Yes, I want to live in a world where humans are valued for what they write and their intrinsic qualities, even as machines encroach on what used to be our biggest differentiator: intelligence itself. But wanting this and morally shaming people for not doing it doesn't seem like a good way to actually make it happen. Getting to that world, to my eye, requires public sense-making, grappling with the reality of how the world works, forming coalitions, organizing society, and passing laws.
Yes, I understand that HN has a policy that people write their own stuff, and I do. (See #8 above as well as my about page.)
Thank you to the approximately zero or maybe one person who made it this far. I owe you a beer. You can easily find me. I'm serious. But then we have to find a way to have a discussion while enjoying a beer on a video call. Alas.

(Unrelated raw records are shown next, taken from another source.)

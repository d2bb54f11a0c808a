//! Video encoding through an ffmpeg process fed raw frames on stdin

use std::io::{self, BufRead, BufReader, Read, Write};
use std::path::{Path, PathBuf};
use std::process::{Child, ChildStdin, Stdio};
use std::thread::{self, JoinHandle};

use tracing::{info, warn};

use super::ffmpeg::FfmpegTool;
use crate::application::ports::{
    CaptureIoError, ReleaseError, StartFailure, VideoSink, VideoSinkFactory, VideoSinkSpec,
};
use crate::domain::capture::{BgrFrame, MediaKind};

/// Spawns one ffmpeg encoder per recording
pub struct FfmpegVideoSinkFactory {
    tool: FfmpegTool,
}

impl FfmpegVideoSinkFactory {
    pub fn new(tool: FfmpegTool) -> Self {
        Self { tool }
    }

    fn encoder_args(path: &Path, spec: VideoSinkSpec) -> Vec<String> {
        vec![
            "-loglevel".into(),
            "error".into(),
            "-y".into(),
            "-f".into(),
            "rawvideo".into(),
            "-pix_fmt".into(),
            "bgr24".into(),
            "-video_size".into(),
            format!("{}x{}", spec.width, spec.height),
            "-framerate".into(),
            spec.format.fps.to_string(),
            "-i".into(),
            "-".into(),
            // yuv420p needs even dimensions
            "-vf".into(),
            "pad=ceil(iw/2)*2:ceil(ih/2)*2".into(),
            "-c:v".into(),
            "mpeg4".into(),
            "-tag:v".into(),
            spec.format.codec_tag.to_string(),
            "-q:v".into(),
            "5".into(),
            "-pix_fmt".into(),
            "yuv420p".into(),
            path.to_string_lossy().into_owned(),
        ]
    }
}

impl VideoSinkFactory for FfmpegVideoSinkFactory {
    fn create(&self, path: &Path, spec: VideoSinkSpec) -> Result<Box<dyn VideoSink>, StartFailure> {
        let sink_error = |message: String| StartFailure::SinkOpen {
            kind: MediaKind::Video,
            path: path.to_path_buf(),
            message,
        };

        match path.parent() {
            Some(dir) if !dir.as_os_str().is_empty() && !dir.is_dir() => {
                return Err(sink_error("directory does not exist".into()));
            }
            _ => {}
        }

        let mut command = self.tool.command();
        command
            .args(Self::encoder_args(path, spec))
            .stdin(Stdio::piped())
            .stdout(Stdio::null())
            .stderr(Stdio::piped());

        let mut child = self.tool.spawn(&mut command, MediaKind::Video)?;
        let Some(stdin) = child.stdin.take() else {
            child.kill().ok();
            child.wait().ok();
            return Err(sink_error("encoder has no input pipe".into()));
        };
        let stderr_log = match child.stderr.take().map(drain_stderr).transpose() {
            Ok(handle) => handle,
            Err(e) => {
                child.kill().ok();
                child.wait().ok();
                return Err(sink_error(format!("cannot read encoder output: {}", e)));
            }
        };

        info!(
            path = %path.display(),
            width = spec.width,
            height = spec.height,
            fps = spec.format.fps,
            codec = %spec.format.codec_tag,
            "Video encoder started"
        );
        Ok(Box::new(FfmpegVideoSink {
            child: Some(child),
            stdin: Some(stdin),
            stderr_log,
            path: path.to_path_buf(),
            size: (spec.width, spec.height),
            frames: 0,
        }))
    }
}

/// Forward encoder diagnostics to the log as they arrive.
///
/// The pipe is read until ffmpeg closes it, so a chatty encoder never
/// blocks on a full stderr buffer. Yields the last non-empty line.
fn drain_stderr(stderr: impl Read + Send + 'static) -> io::Result<JoinHandle<Option<String>>> {
    thread::Builder::new()
        .name("deskrec-encoder-log".into())
        .spawn(move || {
            let mut reader = BufReader::new(stderr);
            let mut raw = Vec::new();
            let mut last = None;
            loop {
                raw.clear();
                match reader.read_until(b'\n', &mut raw) {
                    Ok(0) | Err(_) => break,
                    Ok(_) => {}
                }
                let line = String::from_utf8_lossy(&raw).trim().to_string();
                if !line.is_empty() {
                    warn!(output = %line, "ffmpeg encoder");
                    last = Some(line);
                }
            }
            last
        })
}

/// Running encoder. Closing stdin lets ffmpeg write the container trailer.
pub struct FfmpegVideoSink {
    child: Option<Child>,
    stdin: Option<ChildStdin>,
    stderr_log: Option<JoinHandle<Option<String>>>,
    path: PathBuf,
    size: (u32, u32),
    frames: u64,
}

impl FfmpegVideoSink {
    /// Close the input and wait for ffmpeg to finish the file.
    fn finish(&mut self) -> Result<(), ReleaseError> {
        drop(self.stdin.take());
        let Some(mut child) = self.child.take() else {
            return Ok(());
        };

        let status = child
            .wait()
            .map_err(|e| ReleaseError::new("video encoder", e.to_string()))?;
        let last_line = self
            .stderr_log
            .take()
            .and_then(|handle| handle.join().ok().flatten());
        if status.success() {
            return Ok(());
        }
        let message = match last_line {
            Some(line) => format!("ffmpeg exited with {}: {}", status, line),
            None => format!("ffmpeg exited with {}", status),
        };
        Err(ReleaseError::new("video encoder", message))
    }
}

impl VideoSink for FfmpegVideoSink {
    fn frame_size(&self) -> (u32, u32) {
        self.size
    }

    fn write_frame(&mut self, frame: &BgrFrame) -> Result<(), CaptureIoError> {
        if frame.size() != self.size {
            return Err(CaptureIoError::Write(format!(
                "frame is {}x{}, encoder expects {}x{}",
                frame.width(),
                frame.height(),
                self.size.0,
                self.size.1
            )));
        }
        let stdin = self.stdin.as_mut().ok_or(CaptureIoError::Disconnected)?;
        stdin.write_all(frame.as_bytes()).map_err(|e| match e.kind() {
            io::ErrorKind::BrokenPipe => CaptureIoError::Write("encoder exited".into()),
            _ => CaptureIoError::Write(e.to_string()),
        })?;
        self.frames += 1;
        Ok(())
    }

    fn release(mut self: Box<Self>) -> Result<(), ReleaseError> {
        self.finish()?;
        info!(path = %self.path.display(), frames = self.frames, "Video file finalized");
        Ok(())
    }
}

impl Drop for FfmpegVideoSink {
    fn drop(&mut self) {
        if let Err(err) = self.finish() {
            warn!(error = %err, "Video encoder dropped without a clean finish");
        }
    }
}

I expect better from people -- and unfortunately a lot of people's output is lower quality than what I get from Claude. THIS is what pisses me off: that a machine-curated output is actually more useful to me than a vast majority of what people say, at least when I have particular questions to ask. This is one or many uncomfortable realities I would like people need to not flinch away from. As far as intelligent output is concerned, humans are losing a lot of ground. And fast. Don't shoot the messenger. If you don't recognize this, you might have a rather myopic view of intelligence that somehow assumes it must be biological or you just keep moving the goalposts. Or that somehow (but how?) humans "have it" but machines can't.
I don't write for sentimentality. I write so that my code designs can survive longer than my work on it.
No documentation is worse than deceit.
The emptiness and vastness of the void (entropy) is much deeper than humans or machines.
Google search says this philosphy is called https://plato.stanford.edu/entries/content-externalism/
If we want our systems to last, we would need the "process knowledge"—the actual mastery of the craft—to be in human hands rather than decaying in a dead system.
I don't think we can afford to process-knowledge-transfer many of our essential systems... without machine assistance.